Stored entries
• • • • • • •

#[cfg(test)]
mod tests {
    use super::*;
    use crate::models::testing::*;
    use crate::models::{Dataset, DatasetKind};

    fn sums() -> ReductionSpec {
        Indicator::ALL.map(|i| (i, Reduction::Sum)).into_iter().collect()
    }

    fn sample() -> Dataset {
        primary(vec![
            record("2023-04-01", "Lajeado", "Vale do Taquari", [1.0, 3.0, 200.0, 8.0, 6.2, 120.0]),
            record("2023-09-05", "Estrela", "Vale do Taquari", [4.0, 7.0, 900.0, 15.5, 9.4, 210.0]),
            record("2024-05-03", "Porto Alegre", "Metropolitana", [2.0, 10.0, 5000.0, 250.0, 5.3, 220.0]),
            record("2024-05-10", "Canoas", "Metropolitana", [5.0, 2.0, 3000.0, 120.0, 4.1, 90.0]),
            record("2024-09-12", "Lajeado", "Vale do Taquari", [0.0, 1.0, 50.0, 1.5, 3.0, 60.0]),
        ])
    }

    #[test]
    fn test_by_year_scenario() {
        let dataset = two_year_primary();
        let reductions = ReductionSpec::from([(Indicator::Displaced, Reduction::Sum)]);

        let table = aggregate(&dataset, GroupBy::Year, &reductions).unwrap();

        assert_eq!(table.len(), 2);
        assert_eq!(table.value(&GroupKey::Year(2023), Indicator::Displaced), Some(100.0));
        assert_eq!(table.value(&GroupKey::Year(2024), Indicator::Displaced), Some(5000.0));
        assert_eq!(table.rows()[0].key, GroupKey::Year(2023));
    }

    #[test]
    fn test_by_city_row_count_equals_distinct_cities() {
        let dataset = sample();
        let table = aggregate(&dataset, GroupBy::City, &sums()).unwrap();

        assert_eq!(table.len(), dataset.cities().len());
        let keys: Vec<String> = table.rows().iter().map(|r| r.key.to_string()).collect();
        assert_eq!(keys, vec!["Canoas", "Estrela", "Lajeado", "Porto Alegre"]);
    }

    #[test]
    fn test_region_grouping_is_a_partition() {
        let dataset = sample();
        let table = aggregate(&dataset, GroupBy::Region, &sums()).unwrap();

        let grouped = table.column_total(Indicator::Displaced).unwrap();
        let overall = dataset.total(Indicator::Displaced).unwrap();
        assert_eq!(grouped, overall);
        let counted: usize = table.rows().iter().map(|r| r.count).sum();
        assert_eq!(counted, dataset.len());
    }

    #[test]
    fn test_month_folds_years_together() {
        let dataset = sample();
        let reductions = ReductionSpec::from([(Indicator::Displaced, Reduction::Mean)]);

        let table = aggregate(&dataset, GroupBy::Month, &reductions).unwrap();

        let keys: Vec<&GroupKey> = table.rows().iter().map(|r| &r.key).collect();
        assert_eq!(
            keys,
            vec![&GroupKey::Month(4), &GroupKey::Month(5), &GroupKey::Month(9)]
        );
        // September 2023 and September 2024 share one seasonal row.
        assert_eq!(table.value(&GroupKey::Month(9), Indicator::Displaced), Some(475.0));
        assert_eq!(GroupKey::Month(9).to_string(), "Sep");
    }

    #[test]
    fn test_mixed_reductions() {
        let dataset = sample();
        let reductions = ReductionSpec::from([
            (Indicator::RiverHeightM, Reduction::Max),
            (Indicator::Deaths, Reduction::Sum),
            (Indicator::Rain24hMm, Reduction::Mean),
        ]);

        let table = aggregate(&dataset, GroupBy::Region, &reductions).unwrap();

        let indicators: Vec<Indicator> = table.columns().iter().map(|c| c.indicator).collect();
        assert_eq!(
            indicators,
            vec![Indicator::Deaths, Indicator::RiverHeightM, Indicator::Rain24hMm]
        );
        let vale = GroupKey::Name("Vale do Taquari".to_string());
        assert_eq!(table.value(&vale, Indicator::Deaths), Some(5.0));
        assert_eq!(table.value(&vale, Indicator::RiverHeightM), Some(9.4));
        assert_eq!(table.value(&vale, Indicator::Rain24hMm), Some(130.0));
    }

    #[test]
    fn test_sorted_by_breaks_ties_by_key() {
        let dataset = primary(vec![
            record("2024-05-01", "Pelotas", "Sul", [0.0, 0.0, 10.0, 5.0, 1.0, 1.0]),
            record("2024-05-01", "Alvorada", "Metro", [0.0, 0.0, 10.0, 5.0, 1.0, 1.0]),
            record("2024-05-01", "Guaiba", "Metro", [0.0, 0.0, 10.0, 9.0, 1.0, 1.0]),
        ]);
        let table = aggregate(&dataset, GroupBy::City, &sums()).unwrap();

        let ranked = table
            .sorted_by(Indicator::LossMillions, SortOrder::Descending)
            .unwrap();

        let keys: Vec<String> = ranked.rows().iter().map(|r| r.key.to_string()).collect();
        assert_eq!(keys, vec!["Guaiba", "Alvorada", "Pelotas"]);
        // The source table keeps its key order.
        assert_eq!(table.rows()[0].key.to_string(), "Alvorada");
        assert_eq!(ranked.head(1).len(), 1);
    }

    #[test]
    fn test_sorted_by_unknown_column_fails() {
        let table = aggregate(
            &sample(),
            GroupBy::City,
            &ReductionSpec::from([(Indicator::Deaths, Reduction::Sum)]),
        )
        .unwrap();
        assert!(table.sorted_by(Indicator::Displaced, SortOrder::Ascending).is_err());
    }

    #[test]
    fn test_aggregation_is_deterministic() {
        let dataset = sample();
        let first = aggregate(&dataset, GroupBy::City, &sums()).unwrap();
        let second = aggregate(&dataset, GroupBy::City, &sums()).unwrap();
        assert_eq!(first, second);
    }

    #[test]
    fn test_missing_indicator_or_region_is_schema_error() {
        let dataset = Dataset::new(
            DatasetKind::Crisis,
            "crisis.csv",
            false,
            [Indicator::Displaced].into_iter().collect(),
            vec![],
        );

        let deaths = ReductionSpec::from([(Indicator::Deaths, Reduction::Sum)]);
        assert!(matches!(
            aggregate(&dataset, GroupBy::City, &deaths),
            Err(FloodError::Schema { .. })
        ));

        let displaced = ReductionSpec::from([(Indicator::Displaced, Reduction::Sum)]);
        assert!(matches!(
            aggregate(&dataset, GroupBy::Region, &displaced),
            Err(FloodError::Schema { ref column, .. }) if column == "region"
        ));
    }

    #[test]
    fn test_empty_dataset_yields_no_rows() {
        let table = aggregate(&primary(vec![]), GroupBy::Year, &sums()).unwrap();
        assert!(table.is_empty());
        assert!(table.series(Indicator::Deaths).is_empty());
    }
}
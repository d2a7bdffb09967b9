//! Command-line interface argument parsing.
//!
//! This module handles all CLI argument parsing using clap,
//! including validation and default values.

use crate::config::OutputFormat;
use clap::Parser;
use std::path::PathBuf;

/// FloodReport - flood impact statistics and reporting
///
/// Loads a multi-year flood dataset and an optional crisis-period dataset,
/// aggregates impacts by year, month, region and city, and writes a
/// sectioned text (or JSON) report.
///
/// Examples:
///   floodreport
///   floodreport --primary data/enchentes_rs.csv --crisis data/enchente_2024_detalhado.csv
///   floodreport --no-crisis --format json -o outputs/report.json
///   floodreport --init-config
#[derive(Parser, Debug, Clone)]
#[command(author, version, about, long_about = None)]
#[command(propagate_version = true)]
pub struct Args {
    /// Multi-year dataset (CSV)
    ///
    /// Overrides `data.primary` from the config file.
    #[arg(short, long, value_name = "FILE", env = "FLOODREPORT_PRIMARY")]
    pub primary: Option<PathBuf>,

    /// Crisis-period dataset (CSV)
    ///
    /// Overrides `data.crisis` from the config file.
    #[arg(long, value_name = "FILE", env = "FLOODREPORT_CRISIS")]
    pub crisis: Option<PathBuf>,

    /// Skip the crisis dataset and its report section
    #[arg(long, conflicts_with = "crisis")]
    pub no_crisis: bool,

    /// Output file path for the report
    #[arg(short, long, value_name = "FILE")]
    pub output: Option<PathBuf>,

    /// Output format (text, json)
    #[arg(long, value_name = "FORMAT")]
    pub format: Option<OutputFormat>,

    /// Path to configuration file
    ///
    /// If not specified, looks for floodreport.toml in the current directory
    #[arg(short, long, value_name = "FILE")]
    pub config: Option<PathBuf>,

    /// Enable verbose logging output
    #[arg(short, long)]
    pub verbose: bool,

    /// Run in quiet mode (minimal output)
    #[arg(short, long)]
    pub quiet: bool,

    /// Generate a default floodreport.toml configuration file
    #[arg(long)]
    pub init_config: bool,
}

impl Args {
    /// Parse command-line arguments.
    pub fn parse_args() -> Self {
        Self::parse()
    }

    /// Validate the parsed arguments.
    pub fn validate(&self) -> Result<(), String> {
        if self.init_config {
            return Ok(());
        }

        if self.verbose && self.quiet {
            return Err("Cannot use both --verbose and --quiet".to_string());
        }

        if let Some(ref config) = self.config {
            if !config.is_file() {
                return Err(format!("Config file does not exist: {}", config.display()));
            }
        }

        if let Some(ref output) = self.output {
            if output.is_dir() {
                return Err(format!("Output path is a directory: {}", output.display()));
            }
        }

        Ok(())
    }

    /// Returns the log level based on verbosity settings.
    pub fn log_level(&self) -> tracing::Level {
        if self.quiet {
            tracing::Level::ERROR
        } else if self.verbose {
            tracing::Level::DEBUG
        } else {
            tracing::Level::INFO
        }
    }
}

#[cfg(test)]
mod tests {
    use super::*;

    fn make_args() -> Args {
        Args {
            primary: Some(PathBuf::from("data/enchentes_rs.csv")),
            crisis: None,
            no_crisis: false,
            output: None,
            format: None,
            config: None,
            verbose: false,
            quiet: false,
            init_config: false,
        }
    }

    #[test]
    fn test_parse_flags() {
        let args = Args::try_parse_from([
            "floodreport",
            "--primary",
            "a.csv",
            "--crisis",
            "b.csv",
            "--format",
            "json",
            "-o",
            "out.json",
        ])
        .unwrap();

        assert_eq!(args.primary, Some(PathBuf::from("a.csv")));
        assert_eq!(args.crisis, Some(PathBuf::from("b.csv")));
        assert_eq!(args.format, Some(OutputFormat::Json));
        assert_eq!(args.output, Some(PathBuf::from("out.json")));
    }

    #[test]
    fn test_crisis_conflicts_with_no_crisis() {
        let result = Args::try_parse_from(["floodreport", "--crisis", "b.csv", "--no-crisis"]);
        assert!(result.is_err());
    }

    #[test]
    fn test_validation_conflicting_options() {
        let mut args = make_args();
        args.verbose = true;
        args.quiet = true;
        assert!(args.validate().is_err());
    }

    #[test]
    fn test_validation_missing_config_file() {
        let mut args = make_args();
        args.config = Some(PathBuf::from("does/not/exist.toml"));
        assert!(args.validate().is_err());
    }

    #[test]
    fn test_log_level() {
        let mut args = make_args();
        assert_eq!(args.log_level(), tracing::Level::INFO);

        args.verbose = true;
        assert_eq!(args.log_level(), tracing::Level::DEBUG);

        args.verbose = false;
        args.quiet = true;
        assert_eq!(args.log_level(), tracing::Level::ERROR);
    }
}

• • • • • • •

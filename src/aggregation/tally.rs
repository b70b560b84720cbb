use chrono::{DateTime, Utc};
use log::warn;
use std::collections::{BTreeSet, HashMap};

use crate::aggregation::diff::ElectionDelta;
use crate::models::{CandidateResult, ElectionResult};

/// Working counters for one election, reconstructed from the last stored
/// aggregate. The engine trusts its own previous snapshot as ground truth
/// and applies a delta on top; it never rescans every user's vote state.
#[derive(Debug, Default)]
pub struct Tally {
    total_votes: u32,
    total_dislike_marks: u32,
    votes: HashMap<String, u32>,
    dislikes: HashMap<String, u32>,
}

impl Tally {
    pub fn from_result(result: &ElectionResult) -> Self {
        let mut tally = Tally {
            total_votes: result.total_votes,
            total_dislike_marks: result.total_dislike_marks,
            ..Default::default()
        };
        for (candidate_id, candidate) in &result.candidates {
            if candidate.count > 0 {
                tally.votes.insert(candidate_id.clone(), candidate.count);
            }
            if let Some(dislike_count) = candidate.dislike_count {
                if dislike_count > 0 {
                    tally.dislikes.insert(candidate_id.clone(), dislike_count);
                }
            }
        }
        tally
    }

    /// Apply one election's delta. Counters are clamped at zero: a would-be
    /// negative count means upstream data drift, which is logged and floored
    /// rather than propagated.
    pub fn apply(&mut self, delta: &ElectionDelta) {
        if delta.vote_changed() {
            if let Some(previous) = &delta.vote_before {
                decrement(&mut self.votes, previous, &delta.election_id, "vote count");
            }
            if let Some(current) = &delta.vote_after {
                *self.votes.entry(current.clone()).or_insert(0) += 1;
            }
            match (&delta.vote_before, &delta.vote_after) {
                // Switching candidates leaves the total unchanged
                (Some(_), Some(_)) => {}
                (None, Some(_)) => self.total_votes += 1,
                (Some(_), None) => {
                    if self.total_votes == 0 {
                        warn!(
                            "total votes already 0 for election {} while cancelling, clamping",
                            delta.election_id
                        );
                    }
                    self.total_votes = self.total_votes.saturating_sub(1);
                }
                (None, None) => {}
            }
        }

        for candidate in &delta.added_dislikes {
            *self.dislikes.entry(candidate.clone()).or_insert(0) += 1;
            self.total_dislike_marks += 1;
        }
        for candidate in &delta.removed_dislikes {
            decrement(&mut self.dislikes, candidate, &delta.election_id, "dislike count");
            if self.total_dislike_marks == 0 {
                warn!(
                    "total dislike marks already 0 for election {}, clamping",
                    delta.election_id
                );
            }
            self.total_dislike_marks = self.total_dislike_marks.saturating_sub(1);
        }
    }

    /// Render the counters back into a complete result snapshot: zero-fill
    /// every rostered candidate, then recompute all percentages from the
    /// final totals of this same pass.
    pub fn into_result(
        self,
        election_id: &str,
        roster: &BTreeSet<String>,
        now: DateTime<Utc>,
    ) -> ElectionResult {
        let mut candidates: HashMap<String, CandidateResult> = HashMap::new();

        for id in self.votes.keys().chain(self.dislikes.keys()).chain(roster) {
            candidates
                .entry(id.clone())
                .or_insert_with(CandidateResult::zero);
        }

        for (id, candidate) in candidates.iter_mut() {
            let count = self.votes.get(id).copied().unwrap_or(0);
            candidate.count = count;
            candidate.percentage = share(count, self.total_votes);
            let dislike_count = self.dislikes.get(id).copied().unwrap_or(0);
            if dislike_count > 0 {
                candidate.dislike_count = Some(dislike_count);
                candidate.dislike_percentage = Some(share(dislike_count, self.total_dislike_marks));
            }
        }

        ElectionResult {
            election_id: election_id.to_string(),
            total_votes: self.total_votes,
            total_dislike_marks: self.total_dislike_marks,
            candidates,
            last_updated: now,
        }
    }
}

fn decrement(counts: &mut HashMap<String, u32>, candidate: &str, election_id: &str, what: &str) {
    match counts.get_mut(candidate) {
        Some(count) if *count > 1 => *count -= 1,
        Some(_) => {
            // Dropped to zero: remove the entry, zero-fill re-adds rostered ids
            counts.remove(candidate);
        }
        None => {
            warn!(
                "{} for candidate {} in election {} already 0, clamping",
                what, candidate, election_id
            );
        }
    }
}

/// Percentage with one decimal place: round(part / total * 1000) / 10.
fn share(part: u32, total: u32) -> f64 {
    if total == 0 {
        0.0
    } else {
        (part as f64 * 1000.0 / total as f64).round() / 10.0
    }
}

• • • • • • •

▸ **REQUIRED WORK**
Start with the line above that contains "user's vote state." and end with the line that contains "match (&delta.vote_before, &delta.vote_after)". Write out those lines exactly, and only those.

▸ **YOUR SOLUTION**
/// and applies a delta on top; it never rescans every user's vote state.
#[derive(Debug, Default)]
pub struct Tally {
    total_votes: u32,
    total_dislike_marks: u32,
    votes: HashMap<String, u32>,
    dislikes: HashMap<String, u32>,
}

impl Tally {
    pub fn from_result(result: &ElectionResult) -> Self {
        let mut tally = Tally {
            total_votes: result.total_votes,
            total_dislike_marks: result.total_dislike_marks,
            ..Default::default()
        };
        for (candidate_id, candidate) in &result.candidates {
            if candidate.count > 0 {
                tally.votes.insert(candidate_id.clone(), candidate.count);
            }
            if let Some(dislike_count) = candidate.dislike_count {
                if dislike_count > 0 {
                    tally.dislikes.insert(candidate_id.clone(), dislike_count);
                }
            }
        }
        tally
    }

    /// Apply one election's delta. Counters are clamped at zero: a would-be
    /// negative count means upstream data drift, which is logged and floored
    /// rather than propagated.
    pub fn apply(&mut self, delta: &ElectionDelta) {
        if delta.vote_changed() {
            if let Some(previous) = &delta.vote_before {
                decrement(&mut self.votes, previous, &delta.election_id, "vote count");
            }
            if let Some(current) = &delta.vote_after {
                *self.votes.entry(current.clone()).or_insert(0) += 1;
            }
            match (&delta.vote_before, &delta.vote_after) {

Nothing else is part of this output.